(Data)

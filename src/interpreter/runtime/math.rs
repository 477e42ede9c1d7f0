// File: src/interpreter/runtime/math.rs
//
// Math builtins and constants. Integer pairs stay integral where the
// operation allows it; anything else promotes to float.

use super::{expect_arity, number, Builtin, BuiltinEnv};
use crate::errors::LangError;
use crate::interpreter::{OutputSink, Value};

/// Registers the math functions and constants in the environment.
pub fn register(env: &mut BuiltinEnv) {
    // Arithmetic
    env.insert("add".to_string(), Builtin::Function(add));
    env.insert("sub".to_string(), Builtin::Function(sub));
    env.insert("mul".to_string(), Builtin::Function(mul));
    env.insert("div".to_string(), Builtin::Function(div));
    env.insert("mod".to_string(), Builtin::Function(modulo));
    env.insert("pow".to_string(), Builtin::Function(pow));

    // Unary
    env.insert("neg".to_string(), Builtin::Function(neg));
    env.insert("abs".to_string(), Builtin::Function(abs));

    // Comparison
    env.insert("min".to_string(), Builtin::Function(min));
    env.insert("max".to_string(), Builtin::Function(max));

    // Math functions
    env.insert("sqrt".to_string(), Builtin::Function(sqrt));
    env.insert("log".to_string(), Builtin::Function(log));
    env.insert("ln".to_string(), Builtin::Function(ln));
    env.insert("exp".to_string(), Builtin::Function(exp));
    env.insert("floor".to_string(), Builtin::Function(floor));
    env.insert("ceil".to_string(), Builtin::Function(ceil));
    env.insert("round".to_string(), Builtin::Function(round));

    // Trigonometry
    env.insert("sin".to_string(), Builtin::Function(sin));
    env.insert("cos".to_string(), Builtin::Function(cos));
    env.insert("tan".to_string(), Builtin::Function(tan));
    env.insert("asin".to_string(), Builtin::Function(asin));
    env.insert("acos".to_string(), Builtin::Function(acos));
    env.insert("atan".to_string(), Builtin::Function(atan));

    // Constants
    env.insert("pi".to_string(), Builtin::Const(Value::Float(std::f64::consts::PI)));
    env.insert("e".to_string(), Builtin::Const(Value::Float(std::f64::consts::E)));
}

fn int_pair(a: &Value, b: &Value) -> Option<(i64, i64)> {
    match (a, b) {
        (Value::Int(x), Value::Int(y)) => Some((*x, *y)),
        _ => None,
    }
}

fn overflow(name: &str) -> Box<LangError> {
    Box::new(LangError::runtime(format!("Integer overflow in '{}'", name)))
}

fn add(_out: &mut OutputSink, args: &[Value]) -> Result<Value, Box<LangError>> {
    expect_arity("add", args, 2)?;
    if let Some((a, b)) = int_pair(&args[0], &args[1]) {
        return a.checked_add(b).map(Value::Int).ok_or_else(|| overflow("add"));
    }
    Ok(Value::Float(number("add", &args[0])? + number("add", &args[1])?))
}

fn sub(_out: &mut OutputSink, args: &[Value]) -> Result<Value, Box<LangError>> {
    expect_arity("sub", args, 2)?;
    if let Some((a, b)) = int_pair(&args[0], &args[1]) {
        return a.checked_sub(b).map(Value::Int).ok_or_else(|| overflow("sub"));
    }
    Ok(Value::Float(number("sub", &args[0])? - number("sub", &args[1])?))
}

fn mul(_out: &mut OutputSink, args: &[Value]) -> Result<Value, Box<LangError>> {
    expect_arity("mul", args, 2)?;
    if let Some((a, b)) = int_pair(&args[0], &args[1]) {
        return a.checked_mul(b).map(Value::Int).ok_or_else(|| overflow("mul"));
    }
    Ok(Value::Float(number("mul", &args[0])? * number("mul", &args[1])?))
}

// A zero divisor yields 0 here, unlike the `/` operator, which is fatal.
fn div(_out: &mut OutputSink, args: &[Value]) -> Result<Value, Box<LangError>> {
    expect_arity("div", args, 2)?;
    let a = number("div", &args[0])?;
    let b = number("div", &args[1])?;
    if b == 0.0 {
        return Ok(Value::Int(0));
    }
    Ok(Value::Float(a / b))
}

fn modulo(_out: &mut OutputSink, args: &[Value]) -> Result<Value, Box<LangError>> {
    expect_arity("mod", args, 2)?;
    if let Some((a, b)) = int_pair(&args[0], &args[1]) {
        if b == 0 {
            return Err(Box::new(LangError::runtime("Modulo by zero".to_string())));
        }
        return Ok(Value::Int(crate::interpreter::floored_rem(a, b)));
    }
    let a = number("mod", &args[0])?;
    let b = number("mod", &args[1])?;
    if b == 0.0 {
        return Err(Box::new(LangError::runtime("Modulo by zero".to_string())));
    }
    Ok(Value::Float(a - b * (a / b).floor()))
}

fn pow(_out: &mut OutputSink, args: &[Value]) -> Result<Value, Box<LangError>> {
    expect_arity("pow", args, 2)?;
    if let Some((a, b)) = int_pair(&args[0], &args[1]) {
        if let Ok(exponent) = u32::try_from(b) {
            return a.checked_pow(exponent).map(Value::Int).ok_or_else(|| overflow("pow"));
        }
    }
    Ok(Value::Float(number("pow", &args[0])?.powf(number("pow", &args[1])?)))
}

fn neg(_out: &mut OutputSink, args: &[Value]) -> Result<Value, Box<LangError>> {
    expect_arity("neg", args, 1)?;
    match &args[0] {
        Value::Int(n) => n.checked_neg().map(Value::Int).ok_or_else(|| overflow("neg")),
        other => Ok(Value::Float(-number("neg", other)?)),
    }
}

fn abs(_out: &mut OutputSink, args: &[Value]) -> Result<Value, Box<LangError>> {
    expect_arity("abs", args, 1)?;
    match &args[0] {
        Value::Int(n) => n.checked_abs().map(Value::Int).ok_or_else(|| overflow("abs")),
        other => Ok(Value::Float(number("abs", other)?.abs())),
    }
}

fn min(_out: &mut OutputSink, args: &[Value]) -> Result<Value, Box<LangError>> {
    expect_arity("min", args, 2)?;
    let a = number("min", &args[0])?;
    let b = number("min", &args[1])?;
    Ok(if a <= b { args[0].clone() } else { args[1].clone() })
}

fn max(_out: &mut OutputSink, args: &[Value]) -> Result<Value, Box<LangError>> {
    expect_arity("max", args, 2)?;
    let a = number("max", &args[0])?;
    let b = number("max", &args[1])?;
    Ok(if a >= b { args[0].clone() } else { args[1].clone() })
}

fn unary_float(name: &str, args: &[Value], f: fn(f64) -> f64) -> Result<Value, Box<LangError>> {
    expect_arity(name, args, 1)?;
    Ok(Value::Float(f(number(name, &args[0])?)))
}

fn unary_int(name: &str, args: &[Value], f: fn(f64) -> f64) -> Result<Value, Box<LangError>> {
    expect_arity(name, args, 1)?;
    Ok(Value::Int(f(number(name, &args[0])?) as i64))
}

fn sqrt(_out: &mut OutputSink, args: &[Value]) -> Result<Value, Box<LangError>> {
    unary_float("sqrt", args, f64::sqrt)
}

fn log(_out: &mut OutputSink, args: &[Value]) -> Result<Value, Box<LangError>> {
    unary_float("log", args, f64::log10)
}

fn ln(_out: &mut OutputSink, args: &[Value]) -> Result<Value, Box<LangError>> {
    unary_float("ln", args, f64::ln)
}

fn exp(_out: &mut OutputSink, args: &[Value]) -> Result<Value, Box<LangError>> {
    unary_float("exp", args, f64::exp)
}

fn floor(_out: &mut OutputSink, args: &[Value]) -> Result<Value, Box<LangError>> {
    unary_int("floor", args, f64::floor)
}

fn ceil(_out: &mut OutputSink, args: &[Value]) -> Result<Value, Box<LangError>> {
    unary_int("ceil", args, f64::ceil)
}

fn round(_out: &mut OutputSink, args: &[Value]) -> Result<Value, Box<LangError>> {
    unary_int("round", args, f64::round)
}

fn sin(_out: &mut OutputSink, args: &[Value]) -> Result<Value, Box<LangError>> {
    unary_float("sin", args, f64::sin)
}

fn cos(_out: &mut OutputSink, args: &[Value]) -> Result<Value, Box<LangError>> {
    unary_float("cos", args, f64::cos)
}

fn tan(_out: &mut OutputSink, args: &[Value]) -> Result<Value, Box<LangError>> {
    unary_float("tan", args, f64::tan)
}

fn asin(_out: &mut OutputSink, args: &[Value]) -> Result<Value, Box<LangError>> {
    unary_float("asin", args, f64::asin)
}

fn acos(_out: &mut OutputSink, args: &[Value]) -> Result<Value, Box<LangError>> {
    unary_float("acos", args, f64::acos)
}

fn atan(_out: &mut OutputSink, args: &[Value]) -> Result<Value, Box<LangError>> {
    unary_float("atan", args, f64::atan)
}

#[cfg(test)]
mod tests {
    use super::*;

    fn call(f: super::super::NativeFn, args: &[Value]) -> Result<Value, Box<LangError>> {
        let mut out = OutputSink::stdout();
        f(&mut out, args)
    }

    #[test]
    fn test_integer_arithmetic_stays_integral() {
        assert_eq!(call(add, &[Value::Int(2), Value::Int(3)]).unwrap(), Value::Int(5));
        assert_eq!(call(sub, &[Value::Int(10), Value::Int(4)]).unwrap(), Value::Int(6));
        assert_eq!(call(mul, &[Value::Int(6), Value::Int(7)]).unwrap(), Value::Int(42));
    }

    #[test]
    fn test_mixed_arithmetic_promotes_to_float() {
        assert_eq!(call(add, &[Value::Int(1), Value::Float(0.5)]).unwrap(), Value::Float(1.5));
    }

    #[test]
    fn test_div_builtin_yields_zero_for_zero_divisor() {
        assert_eq!(call(div, &[Value::Int(10), Value::Int(0)]).unwrap(), Value::Int(0));
        assert_eq!(call(div, &[Value::Int(10), Value::Int(4)]).unwrap(), Value::Float(2.5));
    }

    #[test]
    fn test_modulo_sign_follows_divisor() {
        assert_eq!(call(modulo, &[Value::Int(-7), Value::Int(3)]).unwrap(), Value::Int(2));
        assert_eq!(call(modulo, &[Value::Int(7), Value::Int(-3)]).unwrap(), Value::Int(-2));
        assert!(call(modulo, &[Value::Int(1), Value::Int(0)]).is_err());
    }

    #[test]
    fn test_modulo_extreme_operands() {
        assert_eq!(
            call(modulo, &[Value::Int(5), Value::Int(i64::MAX)]).unwrap(),
            Value::Int(5)
        );
        assert_eq!(
            call(modulo, &[Value::Int(i64::MIN), Value::Int(-1)]).unwrap(),
            Value::Int(0)
        );
    }

    #[test]
    fn test_rounding_functions_return_ints() {
        assert_eq!(call(floor, &[Value::Float(2.9)]).unwrap(), Value::Int(2));
        assert_eq!(call(ceil, &[Value::Float(2.1)]).unwrap(), Value::Int(3));
        assert_eq!(call(round, &[Value::Float(2.5)]).unwrap(), Value::Int(3));
    }

    #[test]
    fn test_arity_and_type_errors_name_the_builtin() {
        let err = call(add, &[Value::Int(1)]).unwrap_err();
        assert!(err.message.contains("'add' expects 2 arguments, got 1"));

        let err = call(sqrt, &[Value::Str("x".to_string())]).unwrap_err();
        assert!(err.message.contains("'sqrt'"));
    }

    #[test]
    fn test_integer_overflow_is_reported_not_wrapped() {
        let err = call(add, &[Value::Int(i64::MAX), Value::Int(1)]).unwrap_err();
        assert!(err.message.contains("overflow"));
    }
}
// File: src/errors.rs
//
// Error handling and reporting for the Quill programming language.
// Provides structured error types with source location information
// and pretty-printed error messages.

use colored::Colorize;
use std::fmt;

/// Source location information for tracking where code appears in a file
#[derive(Debug, Clone, PartialEq)]
pub struct SourceLocation {
    pub line: usize,
    pub column: usize,
    pub file: Option<String>,
}

impl SourceLocation {
    pub fn new(line: usize, column: usize) -> Self {
        Self { line, column, file: None }
    }

    pub fn with_file(line: usize, column: usize, file: String) -> Self {
        Self { line, column, file: Some(file) }
    }

    pub fn unknown() -> Self {
        Self { line: 0, column: 0, file: None }
    }
}

impl fmt::Display for SourceLocation {
    fn fmt(&self, f: &mut fmt::Formatter) -> fmt::Result {
        if let Some(ref file) = self.file {
            write!(f, "{}:{}:{}", file, self.line, self.column)
        } else {
            write!(f, "{}:{}", self.line, self.column)
        }
    }
}

/// Error produced by the lexer. `position` is the absolute byte offset of
/// the offending character in the source text.
#[derive(Debug, Clone, PartialEq)]
pub struct LexError {
    pub message: String,
    pub position: usize,
    pub line: usize,
    pub column: usize,
}

impl LexError {
    pub fn new(message: String, position: usize, line: usize, column: usize) -> Self {
        Self { message, position, line, column }
    }
}

impl fmt::Display for LexError {
    fn fmt(&self, f: &mut fmt::Formatter) -> fmt::Result {
        write!(
            f,
            "{}: {} (line {}, column {})",
            "Lexical Error".red().bold(),
            self.message,
            self.line,
            self.column
        )
    }
}

impl std::error::Error for LexError {}

/// Grammar violation recorded by the parser. Parse errors are accumulated,
/// not thrown — the parser synchronizes and keeps going.
#[derive(Debug, Clone, PartialEq)]
pub struct ParseError {
    pub message: String,
    pub location: Option<SourceLocation>,
}

impl ParseError {
    pub fn new(message: String) -> Self {
        Self { message, location: None }
    }

    pub fn at(message: String, location: SourceLocation) -> Self {
        Self { message, location: Some(location) }
    }

    /// Wrap this error's message with additional context, keeping its
    /// location.
    pub fn with_context(mut self, context: &str) -> Self {
        self.message = format!("{}: {}", context, self.message);
        self
    }
}

impl fmt::Display for ParseError {
    fn fmt(&self, f: &mut fmt::Formatter) -> fmt::Result {
        match &self.location {
            Some(loc) => write!(
                f,
                "{}: {} (line {}, column {})",
                "Parse Error".red().bold(),
                self.message,
                loc.line,
                loc.column
            ),
            None => write!(f, "{}: {}", "Parse Error".red().bold(), self.message),
        }
    }
}

impl std::error::Error for ParseError {}

/// Types of runtime errors that can occur in Quill
#[derive(Debug, Clone, PartialEq)]
pub enum ErrorKind {
    RuntimeError,
    TypeError,
    UndefinedVariable,
    UndefinedFunction,
    ModuleLoad,
    Interrupted,
}

impl fmt::Display for ErrorKind {
    fn fmt(&self, f: &mut fmt::Formatter) -> fmt::Result {
        match self {
            ErrorKind::RuntimeError => write!(f, "Runtime Error"),
            ErrorKind::TypeError => write!(f, "Type Error"),
            ErrorKind::UndefinedVariable => write!(f, "Undefined Variable"),
            ErrorKind::UndefinedFunction => write!(f, "Undefined Function"),
            ErrorKind::ModuleLoad => write!(f, "Module Load Error"),
            ErrorKind::Interrupted => write!(f, "Interrupted"),
        }
    }
}

/// A structured runtime error with location information
#[derive(Debug, Clone)]
pub struct LangError {
    pub kind: ErrorKind,
    pub message: String,
    pub location: SourceLocation,
    pub suggestion: Option<String>,
    pub help: Option<String>,
}

impl LangError {
    pub fn new(kind: ErrorKind, message: String, location: SourceLocation) -> Self {
        Self { kind, message, location, suggestion: None, help: None }
    }

    pub fn with_suggestion(mut self, suggestion: String) -> Self {
        self.suggestion = Some(suggestion);
        self
    }

    pub fn with_help(mut self, help: String) -> Self {
        self.help = Some(help);
        self
    }

    /// Create a runtime error
    pub fn runtime(message: String) -> Self {
        Self::new(ErrorKind::RuntimeError, message, SourceLocation::unknown())
    }

    /// Create a type error
    pub fn type_error(message: String) -> Self {
        Self::new(ErrorKind::TypeError, message, SourceLocation::unknown())
    }

    /// Create an undefined variable error
    pub fn undefined_variable(name: &str) -> Self {
        Self::new(
            ErrorKind::UndefinedVariable,
            format!("Undefined variable: {}", name),
            SourceLocation::unknown(),
        )
    }

    /// Create an undefined function error
    pub fn undefined_function(name: &str) -> Self {
        Self::new(
            ErrorKind::UndefinedFunction,
            format!("Unknown function: {}", name),
            SourceLocation::unknown(),
        )
    }

    /// Wrap this error's message with additional context, keeping its kind.
    pub fn with_context(mut self, context: &str) -> Self {
        self.message = format!("{}: {}", context, self.message);
        self
    }
}

impl fmt::Display for LangError {
    fn fmt(&self, f: &mut fmt::Formatter) -> fmt::Result {
        let kind_str = format!("{}", self.kind);
        write!(f, "{}: {}", kind_str.red().bold(), self.message)?;

        if self.location != SourceLocation::unknown() {
            let location_str = format!("\n  --> {}", self.location);
            write!(f, "{}", location_str.bright_blue())?;
        }

        if let Some(ref help) = self.help {
            write!(
                f,
                "\n   {} {}",
                "=".bright_yellow(),
                format!("help: {}", help).bright_yellow()
            )?;
        }

        if let Some(ref suggestion) = self.suggestion {
            write!(
                f,
                "\n   {} {}",
                "=".bright_green(),
                format!("Did you mean '{}'?", suggestion).bright_green()
            )?;
        }

        Ok(())
    }
}

impl std::error::Error for LangError {}

/// Computes the Levenshtein distance between two strings
/// Used for "Did you mean?" suggestions
pub fn levenshtein_distance(s1: &str, s2: &str) -> usize {
    let len1 = s1.chars().count();
    let len2 = s2.chars().count();

    if len1 == 0 {
        return len2;
    }
    if len2 == 0 {
        return len1;
    }

    let mut matrix = vec![vec![0; len2 + 1]; len1 + 1];

    for (i, row) in matrix.iter_mut().enumerate().take(len1 + 1) {
        row[0] = i;
    }
    for j in 0..=len2 {
        matrix[0][j] = j;
    }

    let s1_chars: Vec<char> = s1.chars().collect();
    let s2_chars: Vec<char> = s2.chars().collect();

    for i in 1..=len1 {
        for j in 1..=len2 {
            let cost = if s1_chars[i - 1] == s2_chars[j - 1] { 0 } else { 1 };
            matrix[i][j] = std::cmp::min(
                std::cmp::min(
                    matrix[i - 1][j] + 1, // deletion
                    matrix[i][j - 1] + 1, // insertion
                ),
                matrix[i - 1][j - 1] + cost, // substitution
            );
        }
    }

    matrix[len1][len2]
}

/// Find the closest match from a list of candidates using Levenshtein distance
/// Returns None if no good match is found (distance > 3)
pub fn find_closest_match<'a, I>(target: &str, candidates: I) -> Option<&'a str>
where
    I: IntoIterator<Item = &'a str>,
{
    let mut best_match = None;
    let mut best_distance = usize::MAX;

    for candidate in candidates {
        let distance = levenshtein_distance(target, candidate);
        if distance <= 3 && distance < best_distance {
            best_distance = distance;
            best_match = Some(candidate);
        }
    }

    best_match
}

(End Data)

- **What you should do**: The stretch of entries above that starts with the line containing "fn neg(_out: &mut" and goes on through the line containing "fn unary_int(name: &str, args: &[Value], f: fn(f64)" is to be transcribed exactly, and no other line is to be transcribed.

- **Result of the exercise**:
fn neg(_out: &mut OutputSink, args: &[Value]) -> Result<Value, Box<LangError>> {
    expect_arity("neg", args, 1)?;
    match &args[0] {
        Value::Int(n) => n.checked_neg().map(Value::Int).ok_or_else(|| overflow("neg")),
        other => Ok(Value::Float(-number("neg", other)?)),
    }
}

fn abs(_out: &mut OutputSink, args: &[Value]) -> Result<Value, Box<LangError>> {
    expect_arity("abs", args, 1)?;
    match &args[0] {
        Value::Int(n) => n.checked_abs().map(Value::Int).ok_or_else(|| overflow("abs")),
        other => Ok(Value::Float(number("abs", other)?.abs())),
    }
}

fn min(_out: &mut OutputSink, args: &[Value]) -> Result<Value, Box<LangError>> {
    expect_arity("min", args, 2)?;
    let a = number("min", &args[0])?;
    let b = number("min", &args[1])?;
    Ok(if a <= b { args[0].clone() } else { args[1].clone() })
}

fn max(_out: &mut OutputSink, args: &[Value]) -> Result<Value, Box<LangError>> {
    expect_arity("max", args, 2)?;
    let a = number("max", &args[0])?;
    let b = number("max", &args[1])?;
    Ok(if a >= b { args[0].clone() } else { args[1].clone() })
}

fn unary_float(name: &str, args: &[Value], f: fn(f64) -> f64) -> Result<Value, Box<LangError>> {
    expect_arity(name, args, 1)?;
    Ok(Value::Float(f(number(name, &args[0])?)))
}

fn unary_int(name: &str, args: &[Value], f: fn(f64) -> f64) -> Result<Value, Box<LangError>> {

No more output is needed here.